Recurrent Stone Formers. In another currently ongoing study on O.
formigenes colonization in adult calcium oxalate stone formers,
preliminary data have revealed that the majority of recurrent stone
formers (five or more stone episodes) are non-colonized with this
bacteria. Studies in the literature suggesting a decrease in the colony
forming units of O. formigenes in patients with oxalate calculi, rather
than complete non-colonization, has led to the development by Ixion of
a Quantitative-PCR Oxalobacter formigenes Monitor. The Quantitative-PCR
Oxalobacter formigenes Monitor is now being used in additional
preclinical work to detect and quantitate O. formigenes in oxalate
stone formers to determine if the number of Colony Forming Units is a
relevant risk factor.
Vulvodynia. A new preclinical study is scheduled in cooperation with
the Diagnostic Reference Laboratory at the Shands Hospital at the
University of Florida to examine 25 to 40 vulvodynia patients for
colonization with Oxalobacter formigenes.
Over 65 percent of kidney stones are calcium-oxalate stones, and excess
oxalate is implicated in other diseases as set forth above. Oxalate is present
in many common foods, including tea, broccoli, and spinach. O. formigenes is
involved in degradation of dietary oxalate and its secretion from plasma into
the gut. The Company believes that a robust colony of O. formigenes prevents
recurrent calcium-oxalate kidney stone formation and may ameliorate other
disease states. Management believes that Ixion is the only company world-wide
which is examining the role of O. formigenes in human and animal disease states.

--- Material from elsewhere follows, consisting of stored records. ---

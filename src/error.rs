//! Unified error types for the service.

use thiserror::Error;

/// Unified error type for the service.
///
/// Request handlers are infallible; these errors only occur while the
/// process is starting up or binding its listeners.
#[derive(Error, Debug)]
pub enum ServiceError {
    /// Configuration could not be read from the environment.
    #[error("configuration error: {0}")]
    Config(#[from] envy::Error),

    /// Configuration was read but is not usable.
    #[error("invalid configuration: {0}")]
    InvalidConfig(#[from] ConfigError),

    /// Prometheus exporter could not be installed.
    #[error("metrics exporter error: {0}")]
    Metrics(#[from] metrics_exporter_prometheus::BuildError),

    /// JSON serialization error.
    #[error("json error: {0}")]
    Json(#[from] serde_json::Error),

    /// IO error.
    #[error("io error: {0}")]
    Io(#[from] std::io::Error),
}

/// Configuration validation errors.
#[derive(Error, Debug, PartialEq, Eq)]
pub enum ConfigError {
    /// The CORS allow-list is empty.
    #[error("CORS_ALLOWED_ORIGINS must contain at least one origin")]
    NoOrigins,

    /// An allow-list entry is not a valid origin.
    #[error("invalid CORS origin {origin:?}: {reason}")]
    InvalidOrigin {
        /// The rejected entry.
        origin: String,
        /// Why it was rejected.
        reason: String,
    },

    /// A CORS method entry is not a valid HTTP method.
    #[error("invalid CORS method {0:?}")]
    InvalidMethod(String),

    /// A CORS header entry is not a valid header name.
    #[error("invalid CORS header {0:?}")]
    InvalidHeader(String),

    /// Listen port is zero.
    #[error("PORT must be non-zero")]
    InvalidPort,

    /// Metrics exporter would collide with the API listener.
    #[error("METRICS_PORT {0} collides with PORT")]
    MetricsPortCollision(u16),
}

/// Convenient Result type alias.
pub type Result<T> = std::result::Result<T, ServiceError>;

Blood Oxalate Assay. The combination of the oxc and frc enzymes and
cofactors also serve as the basis for a planned blood oxalate assay. The
recurrence rate of calcium oxalate kidney stone formation is very high, with
hyperoxaluria as the major predisposing factor to stone formation. Accurate
measurements of blood oxalate levels, together with the presence or absence of
O. formigenes, are important requirements for predicting the risk of
calculogenesis in an individual and stratifying urological patients for clinical
intervention. Development is planned in 1998 on an additional oxalate product: a
blood oxalate assay, to be designed for clinical use by hospitals, independent
labs, and doctors.
The following table summarizes the current status of the Company's oxalate
product research and development program.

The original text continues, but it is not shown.